» Exercise prompt:
Please filter the data down to the lines that include the word "struct" and copy them.

Start of Records supplied

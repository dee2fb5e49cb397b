use glam::{Mat4, Vec3};

use crate::assets::{MeshHandle, TextureHandle};

/// Which pass draws an instance. An instance belongs to exactly one category.
#[derive(Debug, Clone, Copy, PartialEq, Eq, Hash)]
pub enum InstanceCategory {
    /// Lit, depth-tested, no blending needs.
    Opaque,
    /// Lit like `Opaque` and highlighted by a colored silhouette.
    Outlined,
    /// Shaded from the environment cubemap.
    Reflective,
    /// Alpha-blended; drawn back to front after everything else.
    Translucent,
}

/// How a translucent material treats alpha.
#[derive(Debug, Clone, Copy, PartialEq)]
pub enum AlphaMode {
    /// Regular "over" blending.
    Blend,
    /// Fragments below the threshold are discarded, the rest blended.
    Cutout(f32),
}

impl AlphaMode {
    /// Threshold pushed to the alpha program; zero disables discarding.
    #[must_use]
    pub fn cutoff(self) -> f32 {
        match self {
            Self::Blend => 0.0,
            Self::Cutout(threshold) => threshold,
        }
    }
}

#[derive(Debug, Clone, Copy, PartialEq)]
pub struct Material {
    pub diffuse: Option<TextureHandle>,
    pub specular: Option<TextureHandle>,
    pub shininess: f32,
    pub alpha_mode: AlphaMode,
}

impl Default for Material {
    fn default() -> Self {
        Self {
            diffuse: None,
            specular: None,
            shininess: 64.0,
            alpha_mode: AlphaMode::Blend,
        }
    }
}

impl Material {
    #[must_use]
    pub fn textured(diffuse: TextureHandle, specular: Option<TextureHandle>) -> Self {
        Self {
            diffuse: Some(diffuse),
            specular,
            ..Self::default()
        }
    }
}

/// A drawable: mesh, material, world transform and category.
#[derive(Debug, Clone, Copy, PartialEq)]
pub struct Instance {
    pub mesh: MeshHandle,
    pub material: Material,
    pub transform: Mat4,
    pub category: InstanceCategory,
}

impl Instance {
    #[must_use]
    pub fn new(mesh: MeshHandle, category: InstanceCategory) -> Self {
        Self {
            mesh,
            material: Material::default(),
            transform: Mat4::IDENTITY,
            category,
        }
    }

    #[must_use]
    pub fn with_material(mut self, material: Material) -> Self {
        self.material = material;
        self
    }

    #[must_use]
    pub fn with_transform(mut self, transform: Mat4) -> Self {
        self.transform = transform;
        self
    }

    #[must_use]
    pub fn at(self, position: Vec3) -> Self {
        self.with_transform(Mat4::from_translation(position))
    }

    /// Translation part of the world transform.
    #[must_use]
    pub fn world_position(&self) -> Vec3 {
        self.transform.w_axis.truncate()
    }
}
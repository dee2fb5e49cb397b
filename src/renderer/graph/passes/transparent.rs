//! Transparent Render Pass
//!
//! 按距离从远到近绘制半透明物体。
//!
//! # 数据流
//! ```text
//! SceneStore (Translucent) → TransparencySorter → SortedDrawList → TransparentPass
//! ```
//!
//! Culling is disabled for the pass so both faces of thin geometry show, and
//! re-enabled afterwards. With no translucent instances the pass returns
//! before touching any state.

use crate::renderer::graph::context::{FrameContext, PassContext};
use crate::renderer::graph::node::RenderNode;
use crate::renderer::graph::sort::{SortedDrawList, TransparencySorter};
use crate::renderer::state::PassId;
use crate::scene::{InstanceCategory, SceneStore};

#[derive(Debug, Default)]
pub struct TransparentPass {
    sorted: SortedDrawList,
}

impl TransparentPass {
    #[must_use]
    pub fn new() -> Self {
        Self {
            sorted: SortedDrawList::with_capacity(64),
        }
    }

    /// This frame's back-to-front order.
    #[must_use]
    pub fn sorted(&self) -> &SortedDrawList {
        &self.sorted
    }
}

impl RenderNode for TransparentPass {
    fn name(&self) -> &'static str {
        "Transparent"
    }

    fn prepare(&mut self, frame: &FrameContext, scene: &SceneStore) {
        let items = scene
            .instances_of(InstanceCategory::Translucent)
            .map(|(id, instance)| (id, instance.world_position()));
        TransparencySorter::sort_into(frame.camera_position, items, &mut self.sorted);
    }

    fn run(&self, ctx: &mut PassContext<'_>) {
        if self.sorted.is_empty() {
            return;
        }

        let saved = ctx.snapshot();
        ctx.enter(PassId::Transparent);

        let scene = ctx.scene;
        let program = ctx.resources.programs.alpha;
        let fallback = ctx.resources.fallback_texture;

        ctx.use_program(program);
        ctx.set_camera_uniforms();
        ctx.set_uniform("texture1", 0_i32);

        for entry in &self.sorted {
            let Some(instance) = scene.instance(entry.instance) else {
                continue;
            };
            ctx.bind_texture(0, instance.material.diffuse.unwrap_or(fallback));
            ctx.set_uniform("alphaCutoff", instance.material.alpha_mode.cutoff());
            ctx.set_model(&instance.transform);
            ctx.draw(instance.mesh);
        }

        ctx.restore(&saved);
    }
}
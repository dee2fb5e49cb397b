use bytemuck::{Pod, Zeroable};
use glam::{Vec2, Vec3};

/// Interleaved vertex layout shared by every built-in program:
/// position (location 0), normal (location 1), uv (location 2).
#[repr(C)]
#[derive(Debug, Clone, Copy, PartialEq, Pod, Zeroable)]
pub struct Vertex {
    pub position: [f32; 3],
    pub normal: [f32; 3],
    pub uv: [f32; 2],
}

impl Vertex {
    #[must_use]
    pub fn new(position: Vec3, normal: Vec3, uv: Vec2) -> Self {
        Self {
            position: position.to_array(),
            normal: normal.to_array(),
            uv: uv.to_array(),
        }
    }

    #[inline]
    #[must_use]
    pub fn position(&self) -> Vec3 {
        Vec3::from_array(self.position)
    }

    #[inline]
    #[must_use]
    pub fn normal(&self) -> Vec3 {
        Vec3::from_array(self.normal)
    }

    #[inline]
    #[must_use]
    pub fn uv(&self) -> Vec2 {
        Vec2::from_array(self.uv)
    }
}

/// Indexed triangle list ready for upload.
#[derive(Debug, Clone, Default, PartialEq)]
pub struct MeshData {
    pub vertices: Vec<Vertex>,
    pub indices: Vec<u32>,
}

impl MeshData {
    #[must_use]
    pub fn new(vertices: Vec<Vertex>, indices: Vec<u32>) -> Self {
        Self { vertices, indices }
    }

    #[must_use]
    pub fn triangle_count(&self) -> usize {
        self.indices.len() / 3
    }

    /// Iterates triangles as vertex triples. Out-of-range indices are skipped.
    pub fn triangles(&self) -> impl Iterator<Item = [&Vertex; 3]> + '_ {
        self.indices.chunks_exact(3).filter_map(|tri| {
            Some([
                self.vertices.get(tri[0] as usize)?,
                self.vertices.get(tri[1] as usize)?,
                self.vertices.get(tri[2] as usize)?,
            ])
        })
    }

    /// Distance from the local origin to the farthest vertex.
    #[must_use]
    pub fn bounding_radius(&self) -> f32 {
        self.vertices
            .iter()
            .map(|v| v.position().length())
            .fold(0.0, f32::max)
    }

    /// Raw vertex bytes for GPU upload.
    #[must_use]
    pub fn vertex_bytes(&self) -> &[u8] {
        bytemuck::cast_slice(&self.vertices)
    }

    /// Raw index bytes for GPU upload.
    #[must_use]
    pub fn index_bytes(&self) -> &[u8] {
        bytemuck::cast_slice(&self.indices)
    }
}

End of Records supplied

» Written response:
pub struct Material {
pub struct Instance {
pub struct TransparentPass {
pub struct Vertex {
pub struct MeshData {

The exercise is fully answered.